Confiante, Deschamps avisa que não vai ao Maracanã como turista
Foto: Franck Fife/AFP

Nesta terça-feira (1), em Ribeirão Preto, o técnico da seleção Francesa, Didier Deschamps concedeu entrevista coletiva, a primeira após a vitória sobre a Nigéria por 2 a 0, que classificaram os Bleus para as quartas de final. O capitão campeão da Copa do Mundo de 1998 mantém os pés no chão e diz que está focado na partida contra a Alemanha na sexta-feira (4), no Maracanã.

Eu sou realista, o meu alvo e o de meus jogadores é a sexta-feira. A realidade agora é a Alemanha. Todo mundo pode sonhar, inclusive eu, mas sou pragmático e o jogo é a única coisa que conta”, disse determinado.

Deschamps rejeitou a ideia de que a França é a favorita contra a Alemanha, mas ao mesmo tempo deixou claro que seu time não está indo ao Maracanã “como turistas”: “Nós estamos indo lá para dar-lhe tudo o que temos, não estamos indo lá como turistas em sexta-feira.

Recentemente, o lateral Sagna e o meio-campista Morgan Schneiderlin falaram que o objetivo francês é a final e que iam em busca do título, a respeito disso, Didier falou: “Deve ter sido um momento de loucura, devemos ser ambiciosos, mas o necessário para que não se torne pretencioso. É inútil projetar ainda mais.

Indagado sobre a partida entre França e Alemanha de 1982 e se serviria para motivar os jogadores, Deschamps respondeu: “Eles não eram nascidos, eu vou falar o que para eles? Respeito os antigos pelo que aconteceu, mas não são os veteranos que irão jogar. Eu tinha apenas 14 anos e essas foram as minhas primeiras memórias do time francês.

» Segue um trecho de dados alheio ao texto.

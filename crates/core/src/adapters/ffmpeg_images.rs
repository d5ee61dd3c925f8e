//! Dish image candidates sampled from the video with ffmpeg.

use std::ffi::OsString;
use std::path::{Path, PathBuf};
use std::sync::Arc;

use async_trait::async_trait;
use tracing::{debug, info, warn};

use super::process::run_tool;
use crate::collaborator::{CollaboratorError, ImageCandidates, ImageExtractor, ImageSelector};
use crate::config::ImagesConfig;

/// Per-invocation limit for ffprobe and single-frame ffmpeg runs.
const FRAME_TIMEOUT_SECS: u64 = 60;

/// Where the densely sampled tail of the clip starts.
const LATE_SECTION_START: f64 = 0.66;

/// Kept clear of the last instant, which is often a black or fading frame.
const END_MARGIN_SECS: f64 = 0.5;

const SHARPEN_FILTER: &str = "unsharp=5:5:0.5:5:5:0.5";

/// Samples frames weighted toward the end of the clip, lets an optional
/// [`ImageSelector`] pick the dish photo, then sharpens it.
pub struct FfmpegImageExtractor {
    config: ImagesConfig,
    selector: Option<Arc<dyn ImageSelector>>,
}

impl FfmpegImageExtractor {
    pub fn new(config: ImagesConfig) -> Self {
        Self {
            config,
            selector: None,
        }
    }

    pub fn with_selector(mut self, selector: Arc<dyn ImageSelector>) -> Self {
        self.selector = Some(selector);
        self
    }

    async fn probe_duration(&self, video: &Path) -> Result<f64, CollaboratorError> {
        let args: Vec<OsString> = vec![
            "-v".into(),
            "error".into(),
            "-show_entries".into(),
            "format=duration".into(),
            "-of".into(),
            "default=noprint_wrappers=1:nokey=1".into(),
            video.into(),
        ];
        let stdout = run_tool(&self.config.ffprobe_path, args, FRAME_TIMEOUT_SECS)
            .await
            .map_err(CollaboratorError::ImageExtraction)?;

        stdout
            .trim()
            .parse::<f64>()
            .ok()
            .filter(|d| d.is_finite() && *d > 0.0)
            .ok_or_else(|| CollaboratorError::ImageExtraction(format!("unusable duration: {:?}", stdout.trim())))
    }

    async fn grab_frame(&self, video: &Path, at_secs: f64, output: &Path) -> Result<(), String> {
        let args: Vec<OsString> = vec![
            "-y".into(),
            "-loglevel".into(),
            "error".into(),
            "-ss".into(),
            format!("{:.2}", at_secs).into(),
            "-i".into(),
            video.into(),
            "-frames:v".into(),
            "1".into(),
            "-q:v".into(),
            "2".into(),
            output.into(),
        ];
        run_tool(&self.config.ffmpeg_path, args, FRAME_TIMEOUT_SECS).await?;
        Ok(())
    }

    /// Index of the dish photo. Falls back to the last frame when there is
    /// no selector or it gives no usable answer.
    async fn choose_best(&self, frames: &[PathBuf]) -> usize {
        let fallback = frames.len().saturating_sub(1);
        let Some(selector) = &self.selector else {
            return fallback;
        };

        match selector.select(frames).await {
            Ok(Some(index)) if index < frames.len() => {
                debug!(selector = selector.name(), index, "Dish frame selected");
                index
            }
            Ok(_) => {
                debug!(selector = selector.name(), "No usable frame choice, using last frame");
                fallback
            }
            Err(e) => {
                warn!(selector = selector.name(), error = %e, "Frame selection failed, using last frame");
                fallback
            }
        }
    }

    /// Sharpened copy of `frame` at `output`. If ffmpeg fails the frame is
    /// copied as is; if that fails too the original frame is kept.
    async fn enhance(&self, frame: &Path, output: &Path) -> PathBuf {
        let args: Vec<OsString> = vec![
            "-y".into(),
            "-loglevel".into(),
            "error".into(),
            "-i".into(),
            frame.into(),
            "-vf".into(),
            SHARPEN_FILTER.into(),
            "-q:v".into(),
            "1".into(),
            output.into(),
        ];
        match run_tool(&self.config.ffmpeg_path, args, FRAME_TIMEOUT_SECS).await {
            Ok(_) if output.exists() => return output.to_path_buf(),
            Ok(_) => debug!("ffmpeg produced no enhanced frame"),
            Err(e) => debug!(error = %e, "Frame enhancement failed, copying frame"),
        }

        match tokio::fs::copy(frame, output).await {
            Ok(_) => output.to_path_buf(),
            Err(e) => {
                warn!(error = %e, "Could not write dish image, keeping sampled frame");
                frame.to_path_buf()
            }
        }
    }
}

/// Timestamps of `count` frames: a third of them spread over the first 66% of
/// the clip, the rest over the remainder, where the finished dish is usually
/// shown. The tail is skipped when the clip is too short for it.
pub fn frame_times(duration: f64, count: usize) -> Vec<f64> {
    let early = count / 3;
    let late = count - early;
    let late_start = duration * LATE_SECTION_START;

    let mut times = Vec::with_capacity(count);
    if early > 0 {
        let interval = late_start / (early + 1) as f64;
        times.extend((1..=early).map(|i| interval * i as f64));
    }

    let late_span = duration - late_start - END_MARGIN_SECS;
    if late > 0 && late_span > 0.0 {
        let interval = late_span / (late + 1) as f64;
        times.extend((1..=late).map(|i| late_start + interval * i as f64));
    }
    times
}

fn sibling_path(video: &Path, suffix: &str) -> PathBuf {
    let stem = video
        .file_stem()
        .map(|s| s.to_string_lossy().into_owned())
        .unwrap_or_else(|| "video".to_string());
    video
        .parent()
        .unwrap_or_else(|| Path::new("."))
        .join(format!("{}{}", stem, suffix))
}

fn frames_dir(video: &Path) -> PathBuf {
    sibling_path(video, "_frames")
}

fn dish_path(video: &Path) -> PathBuf {
    sibling_path(video, "_dish.jpg")
}

#[async_trait]
impl ImageExtractor for FfmpegImageExtractor {
    async fn extract_candidates(&self, path: &Path) -> Result<ImageCandidates, CollaboratorError> {
        let duration = self.probe_duration(path).await?;
        let dir = frames_dir(path);
        tokio::fs::create_dir_all(&dir)
            .await
            .map_err(|e| CollaboratorError::ImageExtraction(format!("cannot create frames dir: {}", e)))?;

        let mut paths = Vec::new();
        for (i, at) in frame_times(duration, self.config.candidate_count).into_iter().enumerate() {
            let output = dir.join(format!("dish_candidate_{:02}.jpg", i));
            match self.grab_frame(path, at, &output).await {
                Ok(()) if output.exists() => paths.push(output),
                Ok(()) => debug!(at, "ffmpeg produced no frame"),
                Err(e) => debug!(at, error = %e, "Skipping frame"),
            }
        }

        if paths.is_empty() {
            return Err(CollaboratorError::ImageExtraction(
                "no frames could be extracted".to_string(),
            ));
        }

        let best_index = self.choose_best(&paths).await;
        if self.config.enhance {
            let dish = self.enhance(&paths[best_index], &dish_path(path)).await;
            paths[best_index] = dish;
        }

        info!(
            frames = paths.len(),
            best_index,
            image = %paths[best_index].display(),
            "Dish image candidates ready"
        );
        Ok(ImageCandidates { paths, best_index })
    }
}

#[cfg(test)]
mod tests {
    use super::*;
    use tokio::sync::Mutex;

    /// Selector returning a scripted answer and recording what it was shown.
    struct ScriptedSelector {
        answer: Result<Option<usize>, CollaboratorError>,
        seen: Mutex<Vec<PathBuf>>,
    }

    impl ScriptedSelector {
        fn new(answer: Result<Option<usize>, CollaboratorError>) -> Arc<Self> {
            Arc::new(Self {
                answer,
                seen: Mutex::new(Vec::new()),
            })
        }
    }

    #[async_trait]
    impl ImageSelector for ScriptedSelector {
        fn name(&self) -> &'static str {
            "scripted"
        }

        async fn select(&self, frames: &[PathBuf]) -> Result<Option<usize>, CollaboratorError> {
            *self.seen.lock().await = frames.to_vec();
            self.answer.clone()
        }
    }

    fn frames(count: usize) -> Vec<PathBuf> {
        (0..count)
            .map(|i| PathBuf::from(format!("/tmp/v_frames/dish_candidate_{:02}.jpg", i)))
            .collect()
    }

    #[test]
    fn test_frame_times_weighted_to_end() {
        let times = frame_times(30.0, 12);
        assert_eq!(times.len(), 12);

        let late_start = 30.0 * LATE_SECTION_START;
        assert_eq!(times.iter().filter(|t| **t < late_start).count(), 4);
        assert!(times.windows(2).all(|w| w[0] < w[1]));
        assert!(*times.last().unwrap() < 30.0 - END_MARGIN_SECS);
        // First early frame: 19.8s split into 5 gaps
        assert!((times[0] - 3.96).abs() < 1e-9);
    }

    #[test]
    fn test_frame_times_short_clip_skips_tail() {
        // 0.6s clip: the tail is shorter than the end margin
        let times = frame_times(0.6, 6);
        assert_eq!(times.len(), 2);
        assert!(times.iter().all(|t| *t < 0.6 * LATE_SECTION_START));
    }

    #[test]
    fn test_frame_times_single_frame_is_late() {
        let times = frame_times(10.0, 1);
        assert_eq!(times.len(), 1);
        assert!(times[0] > 6.6);
    }

    #[test]
    fn test_sibling_paths() {
        assert_eq!(
            frames_dir(Path::new("/data/tiktok_1.mp4")),
            PathBuf::from("/data/tiktok_1_frames")
        );
        assert_eq!(
            dish_path(Path::new("/data/tiktok_1.mp4")),
            PathBuf::from("/data/tiktok_1_dish.jpg")
        );
    }

    #[tokio::test]
    async fn test_choose_best_without_selector_is_last_frame() {
        let extractor = FfmpegImageExtractor::new(ImagesConfig::default());
        assert_eq!(extractor.choose_best(&frames(5)).await, 4);
    }

    #[tokio::test]
    async fn test_choose_best_uses_selector() {
        let selector = ScriptedSelector::new(Ok(Some(2)));
        let extractor = FfmpegImageExtractor::new(ImagesConfig::default())
            .with_selector(selector.clone());

        assert_eq!(extractor.choose_best(&frames(5)).await, 2);
        assert_eq!(selector.seen.lock().await.len(), 5);
    }

    #[tokio::test]
    async fn test_choose_best_falls_back_on_bad_answers() {
        for answer in [
            Ok(None),
            Ok(Some(9)),
            Err(CollaboratorError::ImageExtraction("API error: 429".to_string())),
        ] {
            let extractor = FfmpegImageExtractor::new(ImagesConfig::default())
                .with_selector(ScriptedSelector::new(answer));
            assert_eq!(extractor.choose_best(&frames(5)).await, 4);
        }
    }

    #[tokio::test]
    async fn test_enhance_copies_when_ffmpeg_missing() {
        let dir = tempfile::tempdir().unwrap();
        let frame = dir.path().join("dish_candidate_03.jpg");
        tokio::fs::write(&frame, b"jpeg").await.unwrap();
        let output = dir.path().join("clip_dish.jpg");

        let config = ImagesConfig {
            ffmpeg_path: dir.path().join("no-such-ffmpeg"),
            ..ImagesConfig::default()
        };
        let extractor = FfmpegImageExtractor::new(config);

        assert_eq!(extractor.enhance(&frame, &output).await, output);
        assert_eq!(tokio::fs::read(&output).await.unwrap(), b"jpeg");
    }

    #[tokio::test]
    async fn test_enhance_keeps_frame_when_copy_fails() {
        let dir = tempfile::tempdir().unwrap();
        let frame = dir.path().join("missing.jpg");
        let config = ImagesConfig {
            ffmpeg_path: dir.path().join("no-such-ffmpeg"),
            ..ImagesConfig::default()
        };
        let extractor = FfmpegImageExtractor::new(config);

        let kept = extractor.enhance(&frame, &dir.path().join("clip_dish.jpg")).await;
        assert_eq!(kept, frame);
    }
}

O técnico ainda completou: “Foi há muito tempo, tempos cruéis, uma vez que ainda é lembrado. Não vou falar sobre vingança ou qualquer coisa do tipo, mas foi um grande momento, emocionante e triste. É por essas que o futebol é algo mágico. Marcou a história do futebol francês.

O jogo na qual foi relembrado aconteceu em 8 de julho de 1982, uma semifinal da Copa do Mundo da Espanha, a França vencia a Alemanha por 3 a 1 na prorrogação, gols de Platini, Trésor e Giresse, mas Rummenigge veio do banco e ajudou os alemães a empatar e levar a partida para os pênaltis. Na marca da cal, 5 a 4 para o Mannschaft.

Para completar a entrevista, o francês falou do confronto da sexta-feira: “Antes do início da Copa, eles eram colocados como favoritos ao título, o que não foi o nosso caso. Nas duas últimas competições [Copa de 2010 e Euro de 2012] eles foram semifinalistas. Se olharmos para os resultados alcançados ao longo dos últimos seis anos, não há comparação”, concluiu.